§ Provided data:
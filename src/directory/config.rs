//! Directory binding configuration.

use super::connection::SearchScope;
use serde::{Deserialize, Serialize};
use std::time::Duration;

/// Where and how searches run, and how entries map to rows
#[derive(Debug, Clone, PartialEq, Serialize, Deserialize)]
#[serde(default)]
pub struct DirectoryConfig {
    /// Search base DN
    pub base: String,
    pub scope: SearchScope,
    /// Row property that holds the entry's DN
    pub identity_attribute: String,
    /// Attributes whose values are raw bytes
    pub binary_attributes: Vec<String>,
    /// Attributes to fetch when the request names none; empty means all
    pub attributes: Vec<String>,
    /// Upper bound on entries per search
    pub size_limit: Option<usize>,
}

impl Default for DirectoryConfig {
    fn default() -> Self {
        Self {
            base: String::new(),
            scope: SearchScope::Subtree,
            identity_attribute: "dn".to_string(),
            binary_attributes: Vec::new(),
            attributes: Vec::new(),
            size_limit: None,
        }
    }
}

impl DirectoryConfig {
    pub fn new(base: impl Into<String>) -> Self {
        Self {
            base: base.into(),
            ..Self::default()
        }
    }

    pub fn with_scope(mut self, scope: SearchScope) -> Self {
        self.scope = scope;
        self
    }

    pub fn with_identity_attribute(mut self, attribute: impl Into<String>) -> Self {
        self.identity_attribute = attribute.into();
        self
    }

    pub fn with_binary_attribute(mut self, attribute: impl Into<String>) -> Self {
        self.binary_attributes.push(attribute.into());
        self
    }

    pub fn with_attributes(mut self, attributes: Vec<String>) -> Self {
        self.attributes = attributes;
        self
    }

    pub fn with_size_limit(mut self, size_limit: usize) -> Self {
        self.size_limit = Some(size_limit);
        self
    }

    pub fn is_binary(&self, attribute: &str) -> bool {
        self.binary_attributes
            .iter()
            .any(|name| name.eq_ignore_ascii_case(attribute))
    }
}

/// Connection pool sizing
#[derive(Debug, Clone, Copy, PartialEq, Eq, Serialize, Deserialize)]
#[serde(default)]
pub struct PoolConfig {
    pub max_connections: usize,
    /// How long a checkout waits for a free connection
    pub checkout_timeout_ms: u64,
}

impl Default for PoolConfig {
    fn default() -> Self {
        Self {
            max_connections: 4,
            checkout_timeout_ms: 5000,
        }
    }
}

impl PoolConfig {
    pub fn checkout_timeout(&self) -> Duration {
        Duration::from_millis(self.checkout_timeout_ms)
    }
}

§ Task to carry out: Reproduce the records exactly as they appear.

§ Answer section:
filename src/directory/config.rs
//! Directory binding configuration.

use super::connection::SearchScope;
use serde::{Deserialize, Serialize};
use std::time::Duration;

/// Where and how searches run, and how entries map to rows
#[derive(Debug, Clone, PartialEq, Serialize, Deserialize)]
#[serde(default)]
pub struct DirectoryConfig {
    /// Search base DN
    pub base: String,
    pub scope: SearchScope,
    /// Row property that holds the entry's DN
    pub identity_attribute: String,
    /// Attributes whose values are raw bytes
    pub binary_attributes: Vec<String>,
    /// Attributes to fetch when the request names none; empty means all
    pub attributes: Vec<String>,
    /// Upper bound on entries per search
    pub size_limit: Option<usize>,
}

impl Default for DirectoryConfig {
    fn default() -> Self {
        Self {
            base: String::new(),
            scope: SearchScope::Subtree,
            identity_attribute: "dn".to_string(),
            binary_attributes: Vec::new(),
            attributes: Vec::new(),
            size_limit: None,
        }
    }
}

impl DirectoryConfig {
    pub fn new(base: impl Into<String>) -> Self {
        Self {
            base: base.into(),
            ..Self::default()
        }
    }

    pub fn with_scope(mut self, scope: SearchScope) -> Self {
        self.scope = scope;
        self
    }

    pub fn with_identity_attribute(mut self, attribute: impl Into<String>) -> Self {
        self.identity_attribute = attribute.into();
        self
    }

    pub fn with_binary_attribute(mut self, attribute: impl Into<String>) -> Self {
        self.binary_attributes.push(attribute.into());
        self
    }

    pub fn with_attributes(mut self, attributes: Vec<String>) -> Self {
        self.attributes = attributes;
        self
    }

    pub fn with_size_limit(mut self, size_limit: usize) -> Self {
        self.size_limit = Some(size_limit);
        self
    }

    pub fn is_binary(&self, attribute: &str) -> bool {
        self.binary_attributes
            .iter()
            .any(|name| name.eq_ignore_ascii_case(attribute))
    }
}

/// Connection pool sizing
#[derive(Debug, Clone, Copy, PartialEq, Eq, Serialize, Deserialize)]
#[serde(default)]
pub struct PoolConfig {
    pub max_connections: usize,
    /// How long a checkout waits for a free connection
    pub checkout_timeout_ms: u64,
}

impl Default for PoolConfig {
    fn default() -> Self {
        Self {
            max_connections: 4,
            checkout_timeout_ms: 5000,
        }
    }
}

impl PoolConfig {
    pub fn checkout_timeout(&self) -> Duration {
        Duration::from_millis(self.checkout_timeout_ms)
    }
}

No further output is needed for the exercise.